I am working on fungi transcriptome. Existing annotation for my species is not reliable. To improve the annotation we generated RNAseq data with different stress conditions to make all transcripts to express in different conditions and using those expressed transcripts in different conditions I am trying to build one comprehensive transcriptome using cufflink protocol.
I ran cufflink and cuffmerge with and without reference in following combinations.
1) cufflink with reference cuffmerge with reference 2)cufflink with reference cuffmerge without reference 3)cufflink without reference cuffmerge with reference 4)cufflink without reference cuffmerge without reference
All of them has it's pros and cons. By doing some manual observation on IGV i decided to go with 4th combination which is cufflink without reference cuffmerge without reference. Still I am not satisfied the way it did annotations
For example consider following scenario (attached image). Though I have clearly 3 transcripts expressed in all my conditions (shown in the green box) none of the above combinations of cufflink and cuffmerge could detect the true transcript structure.
Can anyone tell why this situation ? Also suggest if any better option available than cufflink cuffmerge.
Hi Vijay,
Good to know this new transcriptome assembler (though published in 2014). Seems actively updated vs cufflink (last release 2014). I will try this and share the results.
Thanks a lot.
Chirag, you must also be interested in checking out the "new" tuxedo protocol. Old tuxedo protocol uses tophat, cufflink, cuffmerge and cummerRbund, while the new protocol is described in below image
Here is the paper link.
Hisat2 is very efficient mapper in terms of memory and time. Sensitivity is also good.

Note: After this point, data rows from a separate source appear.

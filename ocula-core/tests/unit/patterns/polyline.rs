use super::*;
use crate::{
    foundation::math::ScriptedRandom, render::plan::DisplayList, session::settings::Settings,
};

fn close(a: Option<Point>, b: Point) -> bool {
    a.is_some_and(|a| (a.x - b.x).abs() < 1e-9 && (a.y - b.y).abs() < 1e-9)
}

fn zigzag() -> Polyline {
    let path = PathSpec::new(vec![
        Point::new(0.1, 0.1),
        Point::new(0.1, 0.9),
        Point::new(0.5, 0.9),
        Point::new(0.5, 0.5),
    ]);
    Polyline::new(path, PathMapping::Stretch, 2125.0, true)
}

#[test]
fn endpoints_land_on_first_and_last_waypoint() {
    let mut p = zigzag();
    p.rescale(Viewport::new(1000, 500));
    assert!(close(p.position(), Point::new(100.0, 50.0)));
    let total = p.travel().total();
    p.travel_mut().set_t(total);
    assert!(close(p.position(), Point::new(500.0, 250.0)));
}

#[test]
fn timeline_uses_aspect_after_resize() {
    let mut p = zigzag();
    let before = p.timeline().times().to_vec();
    p.rescale(Viewport::new(400, 400));
    let after = p.timeline().times().to_vec();
    assert_ne!(before, after);
    assert_eq!(*after.last().unwrap(), p.travel().total());
    assert!(after.windows(2).all(|w| w[0] <= w[1]));
}

#[test]
fn centered_waypoint_survives_resize() {
    let path = PathSpec::new(vec![Point::new(0.5, 0.5), Point::new(0.9, 0.5)]);
    for mapping in [PathMapping::Stretch, PathMapping::SQUARE_82] {
        let mut p = Polyline::new(path.clone(), mapping, 1000.0, true);
        p.rescale(Viewport::new(800, 600));
        assert!(close(p.position(), Point::new(400.0, 300.0)));
        p.rescale(Viewport::new(1280, 720));
        assert!(close(p.position(), Point::new(640.0, 360.0)));
    }
}

#[test]
fn t_stays_in_domain_under_stalls() {
    let mut p = zigzag();
    let mut rng = ScriptedRandom::new([0.0]);
    p.rescale(Viewport::new(640, 480));
    let mut completions = 0;
    for i in 0..20_000 {
        let dt = if i % 97 == 0 { 10_000.0 } else { 16.0 };
        completions += p.advance(dt, &mut rng);
        let t = p.travel().t();
        assert!((0.0..=p.travel().total()).contains(&t));
    }
    assert!(completions > 0);
}

#[test]
fn draws_grid_and_target() {
    let mut p = zigzag();
    p.rescale(Viewport::new(700, 350));
    let settings = Settings::default();
    let mut list = DisplayList::new(Viewport::new(700, 350));
    p.draw(&mut Stage::new(&settings, &mut list));
    assert_eq!(list.segment_count(), 3);
    assert_eq!(list.shaded_centers().count(), 1);
}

Additionally, both the pipelines are coming from same team Steven Salzberg's lab.
Hi Vijay,
I have used stringtie. Results are more or less same with cufllink. I decided not to merge transcripts from different samples rather use individual assembly and filter them manually by user specified criteria. Merging assembly in fugal genome may not good idea because genes are very close to each other. One question I have here is why most of the transcripts orientation are wrong given by string tie? To check the strand I colored alignment by "first of paired strand" on IGV. Most of them having orientation regardless of alignment color. I wonder, how stringtie assigns strand information to generated transcripts ?
Hi Chirag,
There was indeed a bug reported in earlier version (5/18/2015 - v1.0.4 release), however, you should be using the latest version,hence, that could not be an issue now.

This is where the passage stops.